─── RECORDS SHOWN

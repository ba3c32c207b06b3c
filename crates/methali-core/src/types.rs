//! Corpus record shapes.

use serde::{Deserialize, Serialize};
use serde_json::{Map, Value};

/// Source label used when a record carries neither a source nor a category.
pub const UNKNOWN_SOURCE: &str = "unknown";

fn default_count() -> u64 {
    1
}

/// One proverb entry. `quote` is the identity field, everything else is payload.
#[derive(Debug, Clone, PartialEq, Serialize, Deserialize)]
pub struct Record {
    pub quote: String,
    #[serde(default)]
    pub translation: String,
    #[serde(default)]
    pub person: String,
    #[serde(default)]
    pub category: String,
    #[serde(default)]
    pub source: String,
    /// Number of times this proverb has been seen across ingests.
    #[serde(default = "default_count")]
    pub count: u64,
    /// Fields this crate does not interpret, kept so a load/save cycle is lossless.
    #[serde(flatten)]
    pub extra: Map<String, Value>,
}

impl Record {
    pub fn new(quote: impl Into<String>) -> Self {
        Self {
            quote: quote.into(),
            translation: String::new(),
            person: String::new(),
            category: String::new(),
            source: String::new(),
            count: 1,
            extra: Map::new(),
        }
    }

    pub fn with_translation(mut self, translation: impl Into<String>) -> Self {
        self.translation = translation.into();
        self
    }

    pub fn with_person(mut self, person: impl Into<String>) -> Self {
        self.person = person.into();
        self
    }

    pub fn with_category(mut self, category: impl Into<String>) -> Self {
        self.category = category.into();
        self
    }

    pub fn with_source(mut self, source: impl Into<String>) -> Self {
        self.source = source.into();
        self
    }

    pub fn with_count(mut self, count: u64) -> Self {
        self.count = count.max(1);
        self
    }

    /// Fold another sighting of the same proverb into this record.
    ///
    /// The occurrence count grows by `other_count` and a translation is only
    /// taken over when this record has none.
    pub fn absorb(&mut self, other_count: u64, other_translation: &str) {
        self.count = self.count.saturating_add(other_count.max(1));
        if self.translation.is_empty() && !other_translation.is_empty() {
            self.translation = other_translation.to_string();
        }
    }
}

/// Record as it appears on disk, before load-time defaults are applied.
#[derive(Debug, Clone, Deserialize)]
pub struct StoredRecord {
    pub quote: String,
    #[serde(default)]
    pub translation: Option<String>,
    #[serde(default)]
    pub person: Option<String>,
    #[serde(default)]
    pub category: Option<String>,
    #[serde(default)]
    pub source: Option<String>,
    #[serde(default)]
    pub count: Option<u64>,
    #[serde(flatten)]
    pub extra: Map<String, Value>,
}

impl From<StoredRecord> for Record {
    fn from(stored: StoredRecord) -> Self {
        let category = stored.category.unwrap_or_default();
        let source = match stored.source {
            Some(source) => source,
            None if !category.is_empty() => category.clone(),
            None => UNKNOWN_SOURCE.to_string(),
        };
        let count = match stored.count {
            Some(0) => {
                tracing::warn!(quote = %stored.quote, "stored count of 0 raised to 1");
                1
            }
            Some(n) => n,
            None => 1,
        };
        Self {
            quote: stored.quote,
            translation: stored.translation.unwrap_or_default(),
            person: stored.person.unwrap_or_default(),
            category,
            source,
            count,
            extra: stored.extra,
        }
    }
}
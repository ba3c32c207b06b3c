//! Reading a batch of incoming records from disk.

use std::fmt;
use std::path::Path;
use std::str::FromStr;

use methali_core::{Record, Result};

use crate::lines::{parse_delimited_lines, parse_translated_lines};

#[derive(Debug, Clone, Copy, PartialEq, Eq)]
pub enum IngestFormat {
    Lines,
    Delimited,
    Json,
}

impl IngestFormat {
    /// `.json` files are JSON; everything else is read as plain lines.
    pub fn from_path(path: &Path) -> Self {
        match path.extension().and_then(|e| e.to_str()) {
            Some(ext) if ext.eq_ignore_ascii_case("json") => Self::Json,
            _ => Self::Lines,
        }
    }
}

impl FromStr for IngestFormat {
    type Err = String;

    fn from_str(s: &str) -> std::result::Result<Self, Self::Err> {
        match s.to_ascii_lowercase().as_str() {
            "lines" | "text" => Ok(Self::Lines),
            "delimited" => Ok(Self::Delimited),
            "json" => Ok(Self::Json),
            other => Err(format!("unknown ingest format: {other} (expected lines, delimited or json)")),
        }
    }
}

impl fmt::Display for IngestFormat {
    fn fmt(&self, f: &mut fmt::Formatter<'_>) -> fmt::Result {
        let name = match self {
            Self::Lines => "lines",
            Self::Delimited => "delimited",
            Self::Json => "json",
        };
        f.write_str(name)
    }
}

/// Payload for records whose source text does not carry it.
#[derive(Debug, Clone, Default, PartialEq, Eq)]
pub struct IngestDefaults {
    pub category: String,
    /// `None` falls back to the category, then to `"unknown"`.
    pub source: Option<String>,
}

impl IngestDefaults {
    pub fn new(category: impl Into<String>) -> Self {
        Self { category: category.into(), source: None }
    }

    pub fn with_source(mut self, source: impl Into<String>) -> Self {
        self.source = Some(source.into());
        self
    }
}

/// Read incoming records from `path`. Unlike the corpus, a missing input is an error.
pub fn load_incoming(path: &Path, format: Option<IngestFormat>, defaults: &IngestDefaults) -> Result<Vec<Record>> {
    let format = format.unwrap_or_else(|| IngestFormat::from_path(path));
    let text = std::fs::read_to_string(path)?;
    let records = match format {
        IngestFormat::Json => methali_storage::parse_records(&text, path)?,
        IngestFormat::Lines => parse_translated_lines(&text, defaults),
        IngestFormat::Delimited => parse_delimited_lines(&text, defaults),
    };
    tracing::info!(path = %path.display(), %format, records = records.len(), "incoming batch parsed");
    Ok(records)
}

──────

[TASK REQUIREMENTS] Pull out every line in the material above where "IngestFormat" occurs.

[WRITTEN ANSWER]
pub enum IngestFormat {
impl IngestFormat {
impl FromStr for IngestFormat {
impl fmt::Display for IngestFormat {
pub fn load_incoming(path: &Path, format: Option<IngestFormat>, defaults: &IngestDefaults) -> Result<Vec<Record>> {
    let format = format.unwrap_or_else(|| IngestFormat::from_path(path));
        IngestFormat::Json => methali_storage::parse_records(&text, path)?,
        IngestFormat::Lines => parse_translated_lines(&text, defaults),
        IngestFormat::Delimited => parse_delimited_lines(&text, defaults),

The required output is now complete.